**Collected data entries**
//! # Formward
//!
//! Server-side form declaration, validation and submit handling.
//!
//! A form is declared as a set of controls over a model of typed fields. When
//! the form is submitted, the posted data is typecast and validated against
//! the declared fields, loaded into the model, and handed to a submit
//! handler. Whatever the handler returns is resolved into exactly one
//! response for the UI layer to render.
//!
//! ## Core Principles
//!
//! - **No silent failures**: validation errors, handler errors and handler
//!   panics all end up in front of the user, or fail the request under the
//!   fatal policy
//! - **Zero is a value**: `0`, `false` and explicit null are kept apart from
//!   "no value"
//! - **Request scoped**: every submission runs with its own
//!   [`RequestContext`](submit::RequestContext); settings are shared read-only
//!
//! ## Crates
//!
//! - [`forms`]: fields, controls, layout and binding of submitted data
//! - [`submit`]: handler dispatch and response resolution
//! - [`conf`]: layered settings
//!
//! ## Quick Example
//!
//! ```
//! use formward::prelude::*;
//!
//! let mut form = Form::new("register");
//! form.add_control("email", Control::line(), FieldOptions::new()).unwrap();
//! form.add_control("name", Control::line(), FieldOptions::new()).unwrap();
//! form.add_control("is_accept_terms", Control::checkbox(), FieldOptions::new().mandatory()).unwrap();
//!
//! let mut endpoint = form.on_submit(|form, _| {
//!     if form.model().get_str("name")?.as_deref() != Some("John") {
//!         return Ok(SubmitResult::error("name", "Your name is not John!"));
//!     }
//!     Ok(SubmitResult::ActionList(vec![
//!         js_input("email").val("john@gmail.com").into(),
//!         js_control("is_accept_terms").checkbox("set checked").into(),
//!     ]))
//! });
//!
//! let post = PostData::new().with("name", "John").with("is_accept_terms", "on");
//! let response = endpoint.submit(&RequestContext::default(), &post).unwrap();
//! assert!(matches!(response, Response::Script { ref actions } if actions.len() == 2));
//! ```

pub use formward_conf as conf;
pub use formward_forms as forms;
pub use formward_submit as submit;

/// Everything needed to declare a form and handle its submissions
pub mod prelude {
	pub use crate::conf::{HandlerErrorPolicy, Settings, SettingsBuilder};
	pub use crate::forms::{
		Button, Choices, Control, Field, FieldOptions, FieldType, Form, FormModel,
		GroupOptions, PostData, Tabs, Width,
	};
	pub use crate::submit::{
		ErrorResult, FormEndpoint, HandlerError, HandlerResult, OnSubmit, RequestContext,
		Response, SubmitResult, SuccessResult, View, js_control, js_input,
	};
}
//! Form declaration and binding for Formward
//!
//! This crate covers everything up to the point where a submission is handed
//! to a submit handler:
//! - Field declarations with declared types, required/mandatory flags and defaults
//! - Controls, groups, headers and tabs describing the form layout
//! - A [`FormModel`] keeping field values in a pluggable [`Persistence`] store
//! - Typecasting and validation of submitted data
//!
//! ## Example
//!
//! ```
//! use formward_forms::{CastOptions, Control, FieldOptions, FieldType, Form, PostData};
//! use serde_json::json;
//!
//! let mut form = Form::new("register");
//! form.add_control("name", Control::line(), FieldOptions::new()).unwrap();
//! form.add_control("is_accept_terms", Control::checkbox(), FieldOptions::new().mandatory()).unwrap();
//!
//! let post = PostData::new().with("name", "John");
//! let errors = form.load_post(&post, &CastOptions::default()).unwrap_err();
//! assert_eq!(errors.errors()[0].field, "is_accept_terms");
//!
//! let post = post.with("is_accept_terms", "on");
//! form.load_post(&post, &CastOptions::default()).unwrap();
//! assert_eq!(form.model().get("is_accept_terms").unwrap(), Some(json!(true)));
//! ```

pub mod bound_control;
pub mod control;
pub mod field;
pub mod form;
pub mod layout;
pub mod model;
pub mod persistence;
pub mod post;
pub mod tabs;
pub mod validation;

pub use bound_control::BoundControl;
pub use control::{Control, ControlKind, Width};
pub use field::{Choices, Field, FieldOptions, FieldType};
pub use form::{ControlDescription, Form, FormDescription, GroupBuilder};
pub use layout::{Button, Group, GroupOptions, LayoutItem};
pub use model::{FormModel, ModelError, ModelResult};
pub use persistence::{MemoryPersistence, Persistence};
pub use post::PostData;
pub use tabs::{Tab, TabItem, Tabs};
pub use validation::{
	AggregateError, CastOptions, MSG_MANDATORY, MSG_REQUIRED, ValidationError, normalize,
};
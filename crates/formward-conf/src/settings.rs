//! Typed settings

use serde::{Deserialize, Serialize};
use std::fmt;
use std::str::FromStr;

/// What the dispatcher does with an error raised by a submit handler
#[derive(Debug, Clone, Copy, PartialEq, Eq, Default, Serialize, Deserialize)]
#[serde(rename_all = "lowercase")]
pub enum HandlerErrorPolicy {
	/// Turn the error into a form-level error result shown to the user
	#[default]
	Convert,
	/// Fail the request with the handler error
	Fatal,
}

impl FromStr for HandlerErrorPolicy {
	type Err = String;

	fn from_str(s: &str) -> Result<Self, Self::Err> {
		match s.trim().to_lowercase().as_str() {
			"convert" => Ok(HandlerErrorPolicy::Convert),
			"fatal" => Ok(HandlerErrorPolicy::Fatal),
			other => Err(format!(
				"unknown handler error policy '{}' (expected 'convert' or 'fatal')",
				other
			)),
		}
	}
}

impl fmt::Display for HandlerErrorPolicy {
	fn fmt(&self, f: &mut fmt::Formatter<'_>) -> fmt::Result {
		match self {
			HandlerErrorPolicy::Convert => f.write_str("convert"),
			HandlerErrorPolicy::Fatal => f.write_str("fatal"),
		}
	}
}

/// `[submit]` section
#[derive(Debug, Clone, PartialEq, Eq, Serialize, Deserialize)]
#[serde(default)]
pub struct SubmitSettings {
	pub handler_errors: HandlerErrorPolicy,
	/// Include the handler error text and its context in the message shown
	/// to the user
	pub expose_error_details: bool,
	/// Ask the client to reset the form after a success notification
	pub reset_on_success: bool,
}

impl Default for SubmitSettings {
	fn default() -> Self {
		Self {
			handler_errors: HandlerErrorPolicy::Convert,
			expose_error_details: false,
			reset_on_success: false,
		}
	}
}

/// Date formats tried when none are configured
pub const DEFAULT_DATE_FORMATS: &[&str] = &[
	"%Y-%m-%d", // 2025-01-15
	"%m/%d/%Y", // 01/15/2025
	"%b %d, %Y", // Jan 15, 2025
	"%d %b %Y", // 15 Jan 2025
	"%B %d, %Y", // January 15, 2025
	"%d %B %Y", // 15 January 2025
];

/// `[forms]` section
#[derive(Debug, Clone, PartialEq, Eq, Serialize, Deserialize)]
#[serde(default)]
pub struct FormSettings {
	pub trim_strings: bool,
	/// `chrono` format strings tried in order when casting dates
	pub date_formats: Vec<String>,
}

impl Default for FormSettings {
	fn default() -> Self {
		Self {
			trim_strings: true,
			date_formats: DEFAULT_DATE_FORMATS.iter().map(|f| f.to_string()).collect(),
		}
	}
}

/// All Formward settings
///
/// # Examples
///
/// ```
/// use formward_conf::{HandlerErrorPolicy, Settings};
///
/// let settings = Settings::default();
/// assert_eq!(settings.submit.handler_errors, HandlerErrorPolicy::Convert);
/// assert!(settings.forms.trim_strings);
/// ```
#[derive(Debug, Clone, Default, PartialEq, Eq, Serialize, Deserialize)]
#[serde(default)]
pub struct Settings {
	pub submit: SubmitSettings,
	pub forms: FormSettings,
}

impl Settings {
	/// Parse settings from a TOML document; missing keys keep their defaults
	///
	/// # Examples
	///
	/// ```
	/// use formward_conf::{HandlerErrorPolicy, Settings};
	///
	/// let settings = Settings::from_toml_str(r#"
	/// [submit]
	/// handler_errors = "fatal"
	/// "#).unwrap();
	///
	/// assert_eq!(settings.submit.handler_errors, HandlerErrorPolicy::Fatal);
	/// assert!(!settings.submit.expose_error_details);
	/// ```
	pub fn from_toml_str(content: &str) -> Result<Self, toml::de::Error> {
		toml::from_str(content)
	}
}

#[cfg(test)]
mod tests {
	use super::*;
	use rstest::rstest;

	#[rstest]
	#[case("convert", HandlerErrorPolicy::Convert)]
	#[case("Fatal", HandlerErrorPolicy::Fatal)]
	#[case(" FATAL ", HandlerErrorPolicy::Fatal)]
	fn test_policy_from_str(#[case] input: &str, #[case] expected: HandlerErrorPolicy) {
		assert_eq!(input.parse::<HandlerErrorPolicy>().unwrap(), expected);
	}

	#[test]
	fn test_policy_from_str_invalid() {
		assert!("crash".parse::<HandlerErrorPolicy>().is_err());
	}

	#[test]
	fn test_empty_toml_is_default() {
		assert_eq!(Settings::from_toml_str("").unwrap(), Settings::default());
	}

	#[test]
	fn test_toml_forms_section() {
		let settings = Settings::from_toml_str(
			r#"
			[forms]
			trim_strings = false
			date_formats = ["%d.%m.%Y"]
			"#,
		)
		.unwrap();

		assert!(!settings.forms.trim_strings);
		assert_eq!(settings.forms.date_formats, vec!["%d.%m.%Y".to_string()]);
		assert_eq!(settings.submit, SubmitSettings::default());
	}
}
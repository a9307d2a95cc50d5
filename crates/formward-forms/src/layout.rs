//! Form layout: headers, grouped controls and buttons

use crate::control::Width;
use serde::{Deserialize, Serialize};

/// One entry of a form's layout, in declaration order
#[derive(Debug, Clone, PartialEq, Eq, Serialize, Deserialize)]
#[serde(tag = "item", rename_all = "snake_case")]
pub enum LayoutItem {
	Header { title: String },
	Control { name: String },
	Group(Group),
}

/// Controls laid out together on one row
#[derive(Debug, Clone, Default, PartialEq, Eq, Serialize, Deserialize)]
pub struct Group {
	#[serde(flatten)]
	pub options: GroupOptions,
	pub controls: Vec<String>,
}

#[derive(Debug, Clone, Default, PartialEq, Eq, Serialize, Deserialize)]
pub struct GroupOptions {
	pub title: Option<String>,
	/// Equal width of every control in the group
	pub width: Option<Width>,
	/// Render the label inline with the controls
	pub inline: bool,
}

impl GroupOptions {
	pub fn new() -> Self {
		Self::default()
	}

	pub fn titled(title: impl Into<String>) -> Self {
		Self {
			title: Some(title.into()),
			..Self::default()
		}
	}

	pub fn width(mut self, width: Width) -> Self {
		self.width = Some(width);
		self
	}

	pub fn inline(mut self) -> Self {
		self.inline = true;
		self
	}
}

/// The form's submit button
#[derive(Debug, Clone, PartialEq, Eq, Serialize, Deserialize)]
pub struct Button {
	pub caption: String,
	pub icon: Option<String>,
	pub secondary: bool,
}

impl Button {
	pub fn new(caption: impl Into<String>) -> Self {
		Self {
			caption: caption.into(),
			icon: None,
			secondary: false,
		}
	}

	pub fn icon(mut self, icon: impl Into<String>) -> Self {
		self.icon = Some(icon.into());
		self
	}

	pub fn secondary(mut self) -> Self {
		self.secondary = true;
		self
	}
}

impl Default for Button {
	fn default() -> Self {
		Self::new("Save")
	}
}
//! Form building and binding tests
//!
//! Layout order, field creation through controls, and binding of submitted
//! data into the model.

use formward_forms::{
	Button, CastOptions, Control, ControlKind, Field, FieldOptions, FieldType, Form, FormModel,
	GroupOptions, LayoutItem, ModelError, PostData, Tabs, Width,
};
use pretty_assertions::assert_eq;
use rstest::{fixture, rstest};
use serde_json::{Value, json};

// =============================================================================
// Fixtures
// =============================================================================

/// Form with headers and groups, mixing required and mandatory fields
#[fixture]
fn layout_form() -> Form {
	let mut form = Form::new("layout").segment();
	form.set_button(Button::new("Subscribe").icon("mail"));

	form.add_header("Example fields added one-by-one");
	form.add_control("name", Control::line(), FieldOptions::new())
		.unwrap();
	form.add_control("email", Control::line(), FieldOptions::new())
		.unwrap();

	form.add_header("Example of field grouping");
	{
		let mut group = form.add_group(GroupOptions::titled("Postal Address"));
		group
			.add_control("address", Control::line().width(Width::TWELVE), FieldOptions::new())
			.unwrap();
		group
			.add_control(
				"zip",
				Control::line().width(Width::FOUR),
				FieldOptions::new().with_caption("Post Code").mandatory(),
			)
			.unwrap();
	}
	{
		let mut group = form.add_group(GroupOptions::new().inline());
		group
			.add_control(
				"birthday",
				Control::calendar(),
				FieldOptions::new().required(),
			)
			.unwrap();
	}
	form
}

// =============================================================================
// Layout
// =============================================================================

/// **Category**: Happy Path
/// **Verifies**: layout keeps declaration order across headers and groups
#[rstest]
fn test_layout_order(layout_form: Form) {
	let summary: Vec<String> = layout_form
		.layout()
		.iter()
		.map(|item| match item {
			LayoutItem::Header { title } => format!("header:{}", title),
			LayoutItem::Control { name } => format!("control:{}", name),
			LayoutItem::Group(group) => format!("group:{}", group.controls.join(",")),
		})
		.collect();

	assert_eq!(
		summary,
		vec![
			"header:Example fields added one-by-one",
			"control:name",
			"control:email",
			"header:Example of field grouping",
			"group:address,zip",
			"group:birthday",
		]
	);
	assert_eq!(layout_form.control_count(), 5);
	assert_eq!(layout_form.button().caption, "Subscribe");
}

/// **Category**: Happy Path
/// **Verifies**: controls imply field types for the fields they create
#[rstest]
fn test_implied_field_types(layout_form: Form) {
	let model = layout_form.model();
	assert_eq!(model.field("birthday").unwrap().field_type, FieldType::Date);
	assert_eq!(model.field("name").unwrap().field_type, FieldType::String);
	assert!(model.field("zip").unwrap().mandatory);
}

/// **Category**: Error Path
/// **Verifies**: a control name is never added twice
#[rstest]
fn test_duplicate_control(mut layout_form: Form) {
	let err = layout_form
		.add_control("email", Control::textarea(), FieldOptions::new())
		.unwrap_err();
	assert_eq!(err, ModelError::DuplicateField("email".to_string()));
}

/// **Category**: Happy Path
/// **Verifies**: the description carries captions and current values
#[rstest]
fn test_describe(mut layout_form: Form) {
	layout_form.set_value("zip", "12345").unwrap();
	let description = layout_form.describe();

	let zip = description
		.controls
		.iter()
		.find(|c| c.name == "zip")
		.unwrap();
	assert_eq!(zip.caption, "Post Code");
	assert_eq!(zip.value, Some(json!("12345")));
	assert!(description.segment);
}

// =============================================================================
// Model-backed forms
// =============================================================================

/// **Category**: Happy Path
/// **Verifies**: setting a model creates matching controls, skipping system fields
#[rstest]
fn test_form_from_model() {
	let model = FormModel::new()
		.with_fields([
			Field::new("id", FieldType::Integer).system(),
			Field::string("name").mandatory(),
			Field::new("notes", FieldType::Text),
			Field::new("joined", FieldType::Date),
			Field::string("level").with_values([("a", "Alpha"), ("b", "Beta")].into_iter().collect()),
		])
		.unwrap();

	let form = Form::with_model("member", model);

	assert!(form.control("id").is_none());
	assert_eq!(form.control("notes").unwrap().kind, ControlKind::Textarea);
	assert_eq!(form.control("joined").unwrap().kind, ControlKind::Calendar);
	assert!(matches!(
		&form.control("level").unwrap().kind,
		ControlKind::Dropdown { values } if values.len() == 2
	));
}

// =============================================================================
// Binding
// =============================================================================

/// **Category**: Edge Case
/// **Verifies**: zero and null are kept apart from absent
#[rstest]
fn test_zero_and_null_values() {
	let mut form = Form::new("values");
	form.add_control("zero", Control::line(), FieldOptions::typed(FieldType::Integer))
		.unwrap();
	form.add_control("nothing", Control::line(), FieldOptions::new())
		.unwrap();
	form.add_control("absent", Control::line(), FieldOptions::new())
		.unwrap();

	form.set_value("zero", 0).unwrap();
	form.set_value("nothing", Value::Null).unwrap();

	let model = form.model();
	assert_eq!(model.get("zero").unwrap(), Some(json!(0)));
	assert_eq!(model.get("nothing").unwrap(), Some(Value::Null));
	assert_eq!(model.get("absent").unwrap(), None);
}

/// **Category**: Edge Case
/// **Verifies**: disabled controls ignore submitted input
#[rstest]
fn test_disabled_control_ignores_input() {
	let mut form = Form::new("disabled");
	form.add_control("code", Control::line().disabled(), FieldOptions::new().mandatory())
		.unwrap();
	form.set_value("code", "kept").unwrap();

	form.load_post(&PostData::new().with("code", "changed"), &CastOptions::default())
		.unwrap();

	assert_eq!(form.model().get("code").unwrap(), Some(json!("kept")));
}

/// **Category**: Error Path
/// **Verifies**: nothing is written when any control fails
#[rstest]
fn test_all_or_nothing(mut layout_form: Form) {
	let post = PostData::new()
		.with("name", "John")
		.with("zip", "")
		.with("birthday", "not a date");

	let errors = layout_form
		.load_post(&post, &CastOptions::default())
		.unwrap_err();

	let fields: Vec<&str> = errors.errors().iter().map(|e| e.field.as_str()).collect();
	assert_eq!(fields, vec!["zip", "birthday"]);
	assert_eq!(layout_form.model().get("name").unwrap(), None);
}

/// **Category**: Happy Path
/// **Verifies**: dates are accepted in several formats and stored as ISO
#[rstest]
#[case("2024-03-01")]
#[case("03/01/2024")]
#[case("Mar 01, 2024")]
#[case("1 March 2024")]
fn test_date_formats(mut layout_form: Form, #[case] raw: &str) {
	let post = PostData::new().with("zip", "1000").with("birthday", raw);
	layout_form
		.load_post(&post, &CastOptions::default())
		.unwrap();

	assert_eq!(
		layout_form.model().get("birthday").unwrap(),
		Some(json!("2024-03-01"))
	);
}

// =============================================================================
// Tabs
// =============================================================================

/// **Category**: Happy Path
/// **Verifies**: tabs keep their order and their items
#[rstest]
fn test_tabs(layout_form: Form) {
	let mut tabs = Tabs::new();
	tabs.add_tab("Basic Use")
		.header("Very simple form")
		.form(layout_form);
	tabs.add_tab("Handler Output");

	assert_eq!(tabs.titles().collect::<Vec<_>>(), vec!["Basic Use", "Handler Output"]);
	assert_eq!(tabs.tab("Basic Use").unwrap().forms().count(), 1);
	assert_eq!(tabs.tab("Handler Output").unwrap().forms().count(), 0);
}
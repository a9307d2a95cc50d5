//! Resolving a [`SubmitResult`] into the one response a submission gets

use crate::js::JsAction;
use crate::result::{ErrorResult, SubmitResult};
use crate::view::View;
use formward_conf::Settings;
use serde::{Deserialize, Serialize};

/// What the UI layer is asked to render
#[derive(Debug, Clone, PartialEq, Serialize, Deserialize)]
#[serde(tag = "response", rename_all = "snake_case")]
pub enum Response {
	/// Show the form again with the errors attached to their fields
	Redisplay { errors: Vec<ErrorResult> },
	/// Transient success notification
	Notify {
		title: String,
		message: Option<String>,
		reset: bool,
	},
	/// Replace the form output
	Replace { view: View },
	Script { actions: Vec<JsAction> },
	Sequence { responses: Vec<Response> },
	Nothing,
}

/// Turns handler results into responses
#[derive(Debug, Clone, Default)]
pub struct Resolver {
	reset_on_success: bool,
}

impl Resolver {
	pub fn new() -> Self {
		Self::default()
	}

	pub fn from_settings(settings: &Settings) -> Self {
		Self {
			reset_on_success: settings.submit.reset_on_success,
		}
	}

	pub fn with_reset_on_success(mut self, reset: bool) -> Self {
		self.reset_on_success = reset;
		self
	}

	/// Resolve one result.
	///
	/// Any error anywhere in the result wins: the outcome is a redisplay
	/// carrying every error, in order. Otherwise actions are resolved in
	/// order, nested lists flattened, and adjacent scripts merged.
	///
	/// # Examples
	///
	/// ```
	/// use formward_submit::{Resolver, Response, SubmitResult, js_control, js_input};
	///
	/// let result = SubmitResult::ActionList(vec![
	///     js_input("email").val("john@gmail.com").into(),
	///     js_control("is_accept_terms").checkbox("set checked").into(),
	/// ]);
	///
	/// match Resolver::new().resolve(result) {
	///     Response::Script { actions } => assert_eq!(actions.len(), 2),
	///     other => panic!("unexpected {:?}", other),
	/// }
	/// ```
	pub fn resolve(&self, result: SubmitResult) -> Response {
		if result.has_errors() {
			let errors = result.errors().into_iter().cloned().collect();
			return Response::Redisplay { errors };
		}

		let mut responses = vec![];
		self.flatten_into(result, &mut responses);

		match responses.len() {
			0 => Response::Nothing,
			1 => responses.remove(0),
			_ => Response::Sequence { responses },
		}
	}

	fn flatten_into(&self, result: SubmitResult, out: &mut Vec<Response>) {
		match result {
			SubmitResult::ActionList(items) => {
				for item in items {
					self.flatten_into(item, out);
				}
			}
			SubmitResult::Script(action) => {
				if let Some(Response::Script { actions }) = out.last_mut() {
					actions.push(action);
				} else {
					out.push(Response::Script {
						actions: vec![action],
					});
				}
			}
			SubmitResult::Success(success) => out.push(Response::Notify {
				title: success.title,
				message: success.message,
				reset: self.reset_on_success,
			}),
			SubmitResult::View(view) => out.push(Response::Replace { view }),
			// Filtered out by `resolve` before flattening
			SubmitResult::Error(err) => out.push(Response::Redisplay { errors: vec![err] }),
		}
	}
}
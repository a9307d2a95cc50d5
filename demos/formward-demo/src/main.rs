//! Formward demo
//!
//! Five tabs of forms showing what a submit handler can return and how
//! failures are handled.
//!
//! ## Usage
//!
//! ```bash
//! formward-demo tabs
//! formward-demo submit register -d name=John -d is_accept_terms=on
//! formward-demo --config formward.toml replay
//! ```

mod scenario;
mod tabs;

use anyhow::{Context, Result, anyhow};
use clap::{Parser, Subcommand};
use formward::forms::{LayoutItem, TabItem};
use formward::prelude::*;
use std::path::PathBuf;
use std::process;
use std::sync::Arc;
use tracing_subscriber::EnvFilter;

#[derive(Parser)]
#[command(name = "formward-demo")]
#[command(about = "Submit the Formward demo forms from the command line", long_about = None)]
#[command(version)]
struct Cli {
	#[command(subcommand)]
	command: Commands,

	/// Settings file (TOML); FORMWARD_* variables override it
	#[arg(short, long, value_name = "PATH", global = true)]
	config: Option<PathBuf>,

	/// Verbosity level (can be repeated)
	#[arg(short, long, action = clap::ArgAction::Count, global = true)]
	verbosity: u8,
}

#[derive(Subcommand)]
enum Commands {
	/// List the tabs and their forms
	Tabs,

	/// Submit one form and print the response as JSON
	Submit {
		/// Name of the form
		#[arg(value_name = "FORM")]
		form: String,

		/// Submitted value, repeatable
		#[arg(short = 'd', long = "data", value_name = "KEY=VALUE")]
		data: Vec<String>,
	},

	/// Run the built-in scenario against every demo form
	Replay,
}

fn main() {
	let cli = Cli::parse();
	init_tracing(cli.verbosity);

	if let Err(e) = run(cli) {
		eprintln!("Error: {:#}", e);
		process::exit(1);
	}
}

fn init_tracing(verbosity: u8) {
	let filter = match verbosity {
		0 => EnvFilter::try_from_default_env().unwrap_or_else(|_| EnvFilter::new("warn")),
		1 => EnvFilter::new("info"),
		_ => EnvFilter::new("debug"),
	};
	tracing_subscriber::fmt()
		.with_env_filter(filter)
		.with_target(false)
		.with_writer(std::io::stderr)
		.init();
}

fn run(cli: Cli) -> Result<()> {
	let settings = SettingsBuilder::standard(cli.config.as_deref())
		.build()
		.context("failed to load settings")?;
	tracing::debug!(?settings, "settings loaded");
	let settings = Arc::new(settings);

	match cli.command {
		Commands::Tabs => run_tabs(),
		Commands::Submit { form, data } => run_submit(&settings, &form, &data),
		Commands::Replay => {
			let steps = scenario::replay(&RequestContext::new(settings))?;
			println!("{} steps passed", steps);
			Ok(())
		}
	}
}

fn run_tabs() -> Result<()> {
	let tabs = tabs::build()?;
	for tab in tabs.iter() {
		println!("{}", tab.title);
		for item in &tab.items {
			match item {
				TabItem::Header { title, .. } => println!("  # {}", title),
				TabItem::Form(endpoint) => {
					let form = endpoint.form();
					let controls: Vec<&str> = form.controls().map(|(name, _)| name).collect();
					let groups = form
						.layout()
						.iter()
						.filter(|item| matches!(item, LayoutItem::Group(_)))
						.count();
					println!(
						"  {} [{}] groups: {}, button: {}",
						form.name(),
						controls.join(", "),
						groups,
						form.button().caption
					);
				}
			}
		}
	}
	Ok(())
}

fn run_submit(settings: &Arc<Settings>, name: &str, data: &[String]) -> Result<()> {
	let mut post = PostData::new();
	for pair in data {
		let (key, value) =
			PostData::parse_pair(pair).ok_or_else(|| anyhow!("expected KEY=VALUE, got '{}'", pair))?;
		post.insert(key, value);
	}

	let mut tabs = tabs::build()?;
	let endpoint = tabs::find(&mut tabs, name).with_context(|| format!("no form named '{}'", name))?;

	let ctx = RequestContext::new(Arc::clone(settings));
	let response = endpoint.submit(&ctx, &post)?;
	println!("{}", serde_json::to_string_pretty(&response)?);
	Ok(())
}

**TASK DIRECTIONS**
The required answer is the run of lines above, starting at the line with "use crate::js::JsAction;" and ending at the line with "are resolved in", reproduced exactly with both ends.

**ANSWER TO THE PROBLEM**
use crate::js::JsAction;
use crate::result::{ErrorResult, SubmitResult};
use crate::view::View;
use formward_conf::Settings;
use serde::{Deserialize, Serialize};

/// What the UI layer is asked to render
#[derive(Debug, Clone, PartialEq, Serialize, Deserialize)]
#[serde(tag = "response", rename_all = "snake_case")]
pub enum Response {
	/// Show the form again with the errors attached to their fields
	Redisplay { errors: Vec<ErrorResult> },
	/// Transient success notification
	Notify {
		title: String,
		message: Option<String>,
		reset: bool,
	},
	/// Replace the form output
	Replace { view: View },
	Script { actions: Vec<JsAction> },
	Sequence { responses: Vec<Response> },
	Nothing,
}

/// Turns handler results into responses
#[derive(Debug, Clone, Default)]
pub struct Resolver {
	reset_on_success: bool,
}

impl Resolver {
	pub fn new() -> Self {
		Self::default()
	}

	pub fn from_settings(settings: &Settings) -> Self {
		Self {
			reset_on_success: settings.submit.reset_on_success,
		}
	}

	pub fn with_reset_on_success(mut self, reset: bool) -> Self {
		self.reset_on_success = reset;
		self
	}

	/// Resolve one result.
	///
	/// Any error anywhere in the result wins: the outcome is a redisplay
	/// carrying every error, in order. Otherwise actions are resolved in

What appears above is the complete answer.